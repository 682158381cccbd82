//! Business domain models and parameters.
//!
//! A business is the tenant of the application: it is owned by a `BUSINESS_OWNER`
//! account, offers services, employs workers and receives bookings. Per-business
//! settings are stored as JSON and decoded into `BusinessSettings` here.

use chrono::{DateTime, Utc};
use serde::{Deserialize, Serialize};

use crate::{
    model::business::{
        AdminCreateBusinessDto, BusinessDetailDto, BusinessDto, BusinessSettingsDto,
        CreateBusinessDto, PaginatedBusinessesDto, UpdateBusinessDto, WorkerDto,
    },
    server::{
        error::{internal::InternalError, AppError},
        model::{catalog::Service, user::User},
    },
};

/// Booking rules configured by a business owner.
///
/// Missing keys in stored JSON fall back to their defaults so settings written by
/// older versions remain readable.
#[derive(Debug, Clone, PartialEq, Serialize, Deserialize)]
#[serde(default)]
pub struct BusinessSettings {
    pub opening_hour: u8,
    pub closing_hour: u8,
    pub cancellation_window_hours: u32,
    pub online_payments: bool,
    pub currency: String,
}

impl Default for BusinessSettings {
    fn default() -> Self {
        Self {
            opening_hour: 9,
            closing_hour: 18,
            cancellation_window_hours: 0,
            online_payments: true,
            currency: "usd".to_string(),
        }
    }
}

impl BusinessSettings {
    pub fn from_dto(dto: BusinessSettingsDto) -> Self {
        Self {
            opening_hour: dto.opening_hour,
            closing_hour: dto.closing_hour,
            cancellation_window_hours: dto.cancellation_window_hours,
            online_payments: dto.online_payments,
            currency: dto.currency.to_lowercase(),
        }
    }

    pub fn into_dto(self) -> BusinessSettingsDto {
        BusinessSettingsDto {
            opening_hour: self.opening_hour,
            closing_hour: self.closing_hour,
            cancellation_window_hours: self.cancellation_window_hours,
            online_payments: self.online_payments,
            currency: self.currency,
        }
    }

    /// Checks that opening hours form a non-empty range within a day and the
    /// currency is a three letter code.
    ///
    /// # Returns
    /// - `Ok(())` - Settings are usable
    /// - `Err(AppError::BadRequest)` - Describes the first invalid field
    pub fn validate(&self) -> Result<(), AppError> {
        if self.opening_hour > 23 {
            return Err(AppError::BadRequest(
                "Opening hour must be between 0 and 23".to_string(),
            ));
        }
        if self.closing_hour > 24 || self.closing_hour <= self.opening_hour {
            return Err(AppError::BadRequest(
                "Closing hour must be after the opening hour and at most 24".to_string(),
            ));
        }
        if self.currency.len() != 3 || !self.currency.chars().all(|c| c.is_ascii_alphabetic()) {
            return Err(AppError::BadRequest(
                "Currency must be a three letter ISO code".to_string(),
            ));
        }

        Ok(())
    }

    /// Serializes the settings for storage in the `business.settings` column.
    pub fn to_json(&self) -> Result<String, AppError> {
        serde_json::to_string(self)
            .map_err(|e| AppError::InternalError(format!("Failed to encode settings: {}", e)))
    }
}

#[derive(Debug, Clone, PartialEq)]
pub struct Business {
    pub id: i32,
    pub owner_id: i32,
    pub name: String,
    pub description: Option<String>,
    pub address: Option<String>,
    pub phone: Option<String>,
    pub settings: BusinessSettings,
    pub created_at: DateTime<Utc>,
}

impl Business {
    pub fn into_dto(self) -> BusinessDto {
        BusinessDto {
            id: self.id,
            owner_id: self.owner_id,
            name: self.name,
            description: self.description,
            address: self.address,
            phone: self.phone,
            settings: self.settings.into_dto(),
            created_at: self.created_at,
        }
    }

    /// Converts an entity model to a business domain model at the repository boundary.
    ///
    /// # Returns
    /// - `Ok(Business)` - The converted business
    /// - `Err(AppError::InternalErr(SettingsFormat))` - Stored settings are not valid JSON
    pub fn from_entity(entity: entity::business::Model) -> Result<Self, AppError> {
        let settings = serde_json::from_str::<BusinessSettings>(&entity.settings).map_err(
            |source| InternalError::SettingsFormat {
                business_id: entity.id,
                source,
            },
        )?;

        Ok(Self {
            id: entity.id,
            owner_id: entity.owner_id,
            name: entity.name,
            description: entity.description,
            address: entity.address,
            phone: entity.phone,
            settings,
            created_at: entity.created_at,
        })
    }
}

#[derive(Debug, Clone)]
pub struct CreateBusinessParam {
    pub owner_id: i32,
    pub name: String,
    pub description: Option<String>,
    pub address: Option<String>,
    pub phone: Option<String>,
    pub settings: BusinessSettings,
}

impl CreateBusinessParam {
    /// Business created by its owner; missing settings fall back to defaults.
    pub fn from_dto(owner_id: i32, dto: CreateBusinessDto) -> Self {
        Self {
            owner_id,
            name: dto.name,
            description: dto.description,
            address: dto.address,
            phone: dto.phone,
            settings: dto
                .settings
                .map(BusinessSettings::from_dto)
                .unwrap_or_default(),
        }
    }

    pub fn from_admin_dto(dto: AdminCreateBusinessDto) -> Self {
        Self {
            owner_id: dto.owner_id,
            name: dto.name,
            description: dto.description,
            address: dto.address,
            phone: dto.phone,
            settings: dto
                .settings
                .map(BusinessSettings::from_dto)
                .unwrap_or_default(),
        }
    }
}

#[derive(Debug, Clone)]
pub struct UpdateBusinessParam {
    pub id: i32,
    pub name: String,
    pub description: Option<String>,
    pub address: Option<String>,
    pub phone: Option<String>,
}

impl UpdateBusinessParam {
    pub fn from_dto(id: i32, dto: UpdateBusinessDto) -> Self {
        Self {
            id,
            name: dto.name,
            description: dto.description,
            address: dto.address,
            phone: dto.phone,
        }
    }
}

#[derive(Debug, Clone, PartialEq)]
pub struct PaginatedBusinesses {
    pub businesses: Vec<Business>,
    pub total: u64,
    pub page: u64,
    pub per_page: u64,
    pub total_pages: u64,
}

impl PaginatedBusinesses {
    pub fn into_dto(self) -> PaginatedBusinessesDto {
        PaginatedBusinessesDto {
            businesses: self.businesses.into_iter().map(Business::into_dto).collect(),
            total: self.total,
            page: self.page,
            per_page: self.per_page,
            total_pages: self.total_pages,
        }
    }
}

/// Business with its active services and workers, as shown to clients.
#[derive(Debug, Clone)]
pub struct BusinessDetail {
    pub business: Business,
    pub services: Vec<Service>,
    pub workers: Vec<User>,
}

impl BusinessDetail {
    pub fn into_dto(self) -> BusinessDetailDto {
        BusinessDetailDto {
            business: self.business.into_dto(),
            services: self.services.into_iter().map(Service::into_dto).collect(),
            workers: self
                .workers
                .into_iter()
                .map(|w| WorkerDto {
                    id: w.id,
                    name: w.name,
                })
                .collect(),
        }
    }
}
+++
TASK DETAILS —
Exactly as it stands, output the whole listing.

ANSWER TO THE EXERCISE —
repository 682158381cccbd82
//! Business domain models and parameters.
//!
//! A business is the tenant of the application: it is owned by a `BUSINESS_OWNER`
//! account, offers services, employs workers and receives bookings. Per-business
//! settings are stored as JSON and decoded into `BusinessSettings` here.

use chrono::{DateTime, Utc};
use serde::{Deserialize, Serialize};

use crate::{
    model::business::{
        AdminCreateBusinessDto, BusinessDetailDto, BusinessDto, BusinessSettingsDto,
        CreateBusinessDto, PaginatedBusinessesDto, UpdateBusinessDto, WorkerDto,
    },
    server::{
        error::{internal::InternalError, AppError},
        model::{catalog::Service, user::User},
    },
};

/// Booking rules configured by a business owner.
///
/// Missing keys in stored JSON fall back to their defaults so settings written by
/// older versions remain readable.
#[derive(Debug, Clone, PartialEq, Serialize, Deserialize)]
#[serde(default)]
pub struct BusinessSettings {
    pub opening_hour: u8,
    pub closing_hour: u8,
    pub cancellation_window_hours: u32,
    pub online_payments: bool,
    pub currency: String,
}

impl Default for BusinessSettings {
    fn default() -> Self {
        Self {
            opening_hour: 9,
            closing_hour: 18,
            cancellation_window_hours: 0,
            online_payments: true,
            currency: "usd".to_string(),
        }
    }
}

impl BusinessSettings {
    pub fn from_dto(dto: BusinessSettingsDto) -> Self {
        Self {
            opening_hour: dto.opening_hour,
            closing_hour: dto.closing_hour,
            cancellation_window_hours: dto.cancellation_window_hours,
            online_payments: dto.online_payments,
            currency: dto.currency.to_lowercase(),
        }
    }

    pub fn into_dto(self) -> BusinessSettingsDto {
        BusinessSettingsDto {
            opening_hour: self.opening_hour,
            closing_hour: self.closing_hour,
            cancellation_window_hours: self.cancellation_window_hours,
            online_payments: self.online_payments,
            currency: self.currency,
        }
    }

    /// Checks that opening hours form a non-empty range within a day and the
    /// currency is a three letter code.
    ///
    /// # Returns
    /// - `Ok(())` - Settings are usable
    /// - `Err(AppError::BadRequest)` - Describes the first invalid field
    pub fn validate(&self) -> Result<(), AppError> {
        if self.opening_hour > 23 {
            return Err(AppError::BadRequest(
                "Opening hour must be between 0 and 23".to_string(),
            ));
        }
        if self.closing_hour > 24 || self.closing_hour <= self.opening_hour {
            return Err(AppError::BadRequest(
                "Closing hour must be after the opening hour and at most 24".to_string(),
            ));
        }
        if self.currency.len() != 3 || !self.currency.chars().all(|c| c.is_ascii_alphabetic()) {
            return Err(AppError::BadRequest(
                "Currency must be a three letter ISO code".to_string(),
            ));
        }

        Ok(())
    }

    /// Serializes the settings for storage in the `business.settings` column.
    pub fn to_json(&self) -> Result<String, AppError> {
        serde_json::to_string(self)
            .map_err(|e| AppError::InternalError(format!("Failed to encode settings: {}", e)))
    }
}

#[derive(Debug, Clone, PartialEq)]
pub struct Business {
    pub id: i32,
    pub owner_id: i32,
    pub name: String,
    pub description: Option<String>,
    pub address: Option<String>,
    pub phone: Option<String>,
    pub settings: BusinessSettings,
    pub created_at: DateTime<Utc>,
}

impl Business {
    pub fn into_dto(self) -> BusinessDto {
        BusinessDto {
            id: self.id,
            owner_id: self.owner_id,
            name: self.name,
            description: self.description,
            address: self.address,
            phone: self.phone,
            settings: self.settings.into_dto(),
            created_at: self.created_at,
        }
    }

    /// Converts an entity model to a business domain model at the repository boundary.
    ///
    /// # Returns
    /// - `Ok(Business)` - The converted business
    /// - `Err(AppError::InternalErr(SettingsFormat))` - Stored settings are not valid JSON
    pub fn from_entity(entity: entity::business::Model) -> Result<Self, AppError> {
        let settings = serde_json::from_str::<BusinessSettings>(&entity.settings).map_err(
            |source| InternalError::SettingsFormat {
                business_id: entity.id,
                source,
            },
        )?;

        Ok(Self {
            id: entity.id,
            owner_id: entity.owner_id,
            name: entity.name,
            description: entity.description,
            address: entity.address,
            phone: entity.phone,
            settings,
            created_at: entity.created_at,
        })
    }
}

#[derive(Debug, Clone)]
pub struct CreateBusinessParam {
    pub owner_id: i32,
    pub name: String,
    pub description: Option<String>,
    pub address: Option<String>,
    pub phone: Option<String>,
    pub settings: BusinessSettings,
}

impl CreateBusinessParam {
    /// Business created by its owner; missing settings fall back to defaults.
    pub fn from_dto(owner_id: i32, dto: CreateBusinessDto) -> Self {
        Self {
            owner_id,
            name: dto.name,
            description: dto.description,
            address: dto.address,
            phone: dto.phone,
            settings: dto
                .settings
                .map(BusinessSettings::from_dto)
                .unwrap_or_default(),
        }
    }

    pub fn from_admin_dto(dto: AdminCreateBusinessDto) -> Self {
        Self {
            owner_id: dto.owner_id,
            name: dto.name,
            description: dto.description,
            address: dto.address,
            phone: dto.phone,
            settings: dto
                .settings
                .map(BusinessSettings::from_dto)
                .unwrap_or_default(),
        }
    }
}

#[derive(Debug, Clone)]
pub struct UpdateBusinessParam {
    pub id: i32,
    pub name: String,
    pub description: Option<String>,
    pub address: Option<String>,
    pub phone: Option<String>,
}

impl UpdateBusinessParam {
    pub fn from_dto(id: i32, dto: UpdateBusinessDto) -> Self {
        Self {
            id,
            name: dto.name,
            description: dto.description,
            address: dto.address,
            phone: dto.phone,
        }
    }
}

#[derive(Debug, Clone, PartialEq)]
pub struct PaginatedBusinesses {
    pub businesses: Vec<Business>,
    pub total: u64,
    pub page: u64,
    pub per_page: u64,
    pub total_pages: u64,
}

impl PaginatedBusinesses {
    pub fn into_dto(self) -> PaginatedBusinessesDto {
        PaginatedBusinessesDto {
            businesses: self.businesses.into_iter().map(Business::into_dto).collect(),
            total: self.total,
            page: self.page,
            per_page: self.per_page,
            total_pages: self.total_pages,
        }
    }
}

/// Business with its active services and workers, as shown to clients.
#[derive(Debug, Clone)]
pub struct BusinessDetail {
    pub business: Business,
    pub services: Vec<Service>,
    pub workers: Vec<User>,
}

impl BusinessDetail {
    pub fn into_dto(self) -> BusinessDetailDto {
        BusinessDetailDto {
            business: self.business.into_dto(),
            services: self.services.into_iter().map(Service::into_dto).collect(),
            workers: self
                .workers
                .into_iter()
                .map(|w| WorkerDto {
                    id: w.id,
                    name: w.name,
                })
                .collect(),
        }
    }
}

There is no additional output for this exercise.